One of the biggest beginners’ mistakes is in thinking a 50-cent stock is better value than a $50 one, says Dale Gillham, chief investment analyst at Wealth Within, which runs the only accredited diploma in share trading.
So where do you start?
Go for any of the stocks in the top 20. They will be blue chip and have stood the test of time.
Investing in bonds, debentures or anything else that pays interest for a set term is not going to make you wealthy, but it might stop you from becoming poor.
They are the safe ground between shares and cash — not high risk, a better yield, and the chance of a capital gain. As it turns out, some listed companies also issue bonds, although it is hard for ordinary investors to get their hands on them and even then you need to go to a fixed-interest dealer.
Fixed-interest investing also requires a slightly different mindset.
‘‘You’re looking for survivability of a company. With shares, you look at growth, ’’ says Elizabeth Moran, of FIIG Securities.
With rates so low, property has never had it so good.

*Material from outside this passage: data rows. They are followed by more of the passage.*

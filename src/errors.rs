/*!
 * Error types for the podscript application.
 *
 * This module contains custom error types for different parts of the application,
 * using the thiserror crate for ergonomic error definitions.
 */

use thiserror::Error;

/// Errors raised while turning one TTML document into a transcript.
///
/// All three abort the current document only. Output is written after the
/// whole transcript is assembled, so none of them leaves a partial file behind.
#[derive(Error, Debug, Clone, PartialEq, Eq)]
pub enum TranscriptError {
    /// The markup is not well-formed XML
    #[error("XML parse error: {0}")]
    Parse(String),

    /// Well-formed markup without the required body/div structure
    #[error("TTML structure error: {0}")]
    Structure(String),

    /// The destination could not be written
    #[error("Failed to write transcript: {0}")]
    Sink(String),
}

impl TranscriptError {
    /// Short stable label used in batch summaries
    pub fn kind(&self) -> &'static str {
        match self {
            Self::Parse(_) => "parse",
            Self::Structure(_) => "structure",
            Self::Sink(_) => "sink",
        }
    }
}

impl From<quick_xml::Error> for TranscriptError {
    fn from(error: quick_xml::Error) -> Self {
        Self::Parse(error.to_string())
    }
}

/// Errors that can occur when talking to the podcast catalog API
#[derive(Error, Debug)]
pub enum FetchError {
    /// Error when making an API request fails
    #[error("API request failed: {0}")]
    RequestFailed(String),

    /// Error returned by the API itself
    #[error("API responded with error: {status_code} - {message}")]
    ApiError {
        /// HTTP status code
        status_code: u16,
        /// Error message from the API
        message: String,
    },

    /// The response did not have the expected shape
    #[error("Unexpected API response: {0}")]
    InvalidResponse(String),
}

impl From<reqwest::Error> for FetchError {
    fn from(error: reqwest::Error) -> Self {
        match error.status() {
            Some(status) => Self::ApiError {
                status_code: status.as_u16(),
                message: error.to_string(),
            },
            None => Self::RequestFailed(error.to_string()),
        }
    }
}

/// Main application error type that wraps all other errors
#[derive(Error, Debug)]
pub enum AppError {
    /// Error from a file operation
    #[error("File error: {0}")]
    File(String),

    /// Error from transcript extraction
    #[error("Transcript error: {0}")]
    Transcript(#[from] TranscriptError),

    /// Error from the metadata database
    #[error("Database error: {0}")]
    Database(#[from] rusqlite::Error),

    /// Error from the catalog API
    #[error("Fetch error: {0}")]
    Fetch(#[from] FetchError),

    /// Any other error
    #[error("Unknown error: {0}")]
    Unknown(String),
}

impl AppError {
    /// Short stable label used in batch summaries
    pub fn kind(&self) -> &'static str {
        match self {
            Self::File(_) => "file",
            Self::Transcript(e) => e.kind(),
            Self::Database(_) => "database",
            Self::Fetch(_) => "fetch",
            Self::Unknown(_) => "unknown",
        }
    }
}

// Utility functions for error conversion
impl From<anyhow::Error> for AppError {
    fn from(error: anyhow::Error) -> Self {
        Self::Unknown(error.to_string())
    }
}

impl From<std::io::Error> for AppError {
    fn from(error: std::io::Error) -> Self {
        Self::File(error.to_string())
    }
}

Perhaps too good, because by any stretch it’s expensive. The average rental yield is 4.7 per cent, the equivalent of the sharemarket’s p/e or payback period of 21 years.
Even for owner occupiers, mortgage repayments are approaching the highest proportion of income ever, according to the Reserve Bank.
Then again, the unique thing about property is that every home is its own separate market.
But there are some things a good investment property needs. It should match the demographic of the area. In the inner city or close to a university, for example, a unit will be more in demand from tenants than a house.
And you want to buy in an area with a rapidly rising population.
The best investment you can make is salary sacrificing into superannuation.
Not that super is an investment as such.
It is a tax dodge for things you would invest in anyway.
Most super funds have more in shares than anything else, and for good reason.
Your super has to provide a nest egg for you at the end of your working life and then, hopefully, many years of retirement.
Earning interest alone is just not going to cut it.
Also, blue-chip shares come with franked dividends and, because super earnings are taxed at 15 per cent, whereas franking has a 30 per cent credit, it means more money flowing in courtesy of the Tax Office.